First, we are working to improve Indians’ access to the Internet. Today we announced that Mumbai Central will be the first station to come online in our program with Indian Railways and Railtel to offer free RailWire Wifi inside railway stations. By the end of 2016, 100 more stations will be operational, connecting more than 10 million people who pass through every day. We are also expanding our program with Tata Trusts to connect women in rural India through a fleet of Internet bikes. We’ve hit 1,000 villages so far, and now we are adding resources with the hope of reaching 3,00,000 villages nationwide within three years.

Second, we are adapting our products to work better for Indians on 2G connections. “Lighter” Search results and web pages automatically load faster when you’re on limited bandwidth—helping not just users on slow connections but publishers who see a 50% increase in traffic. Our Data Saver mode on the Chrome mobile browser removes images when we detect you’re using a slow connection. We’re also making our products work when there’s no connection at all. Google Maps now allows real-time navigation and searches without a data connection. YouTube’s offline mode—launched first in India—helps people watch videos without Internet access, and a new feature rolling out next year that will improve buffering when videos are paused.

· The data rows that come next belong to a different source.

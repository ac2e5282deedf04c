//! Hero section component

use leptos::*;
use leptos_router::A;

use crate::content::{HERO_SUBTITLE, HERO_TITLE};

#[component]
pub fn Hero() -> impl IntoView {
    view! {
        <div class="hero">
            <h1>{HERO_TITLE}</h1>
            <p class="subtitle">{HERO_SUBTITLE}</p>
            <div class="hero-actions">
                <a href="#tools" class="primary-button">"Explore Tools"</a>
                <A href="/about" class="outline-button">"Learn More"</A>
            </div>
        </div>
    }
}
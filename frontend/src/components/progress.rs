use leptos::*;

#[component]
pub fn ProgressBar(#[prop(into)] label: String, value: Signal<u8>) -> impl IntoView {
    view! {
        <div class="progress-section">
            <div class="progress-header">
                <span>{label}</span>
                <span>{move || format!("{}%", value.get())}</span>
            </div>
            <div class="progress-bar">
                <div
                    class="progress-fill"
                    style=move || format!("width: {}%;", value.get())
                ></div>
            </div>
        </div>
    }
}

Third, we want to empower Indians to build great things for India, whether it’s an app, service, business or even a video. We’re launching a program to train two million new Android developers over the next three years by working closely with more than 30 universities across the country in partnership with the National Skill Development Corporation. This comes on top of a recent promise to give 1,000 of today’s best and brightest Indian startups $20,000 in credits to run their business on Google Cloud Platform. And the Chromebit, a small device that turns a monitor into a computer, will be available in India starting in January — a tool to boost computing in the education sector. We’re also teaching Indian content creators how to make even better videos at the YouTube Space Mumbai, which opened earlier this month.

Today’s announcements are just the latest steps in our journey to bring all Indians online and make the Internet more relevant and useful for their needs. There are still nearly a billion people in India who don’t have access to the Internet. So like we have from the first day we started providing Search in India, we will keep innovating and working hard to help people improve their lives through technology.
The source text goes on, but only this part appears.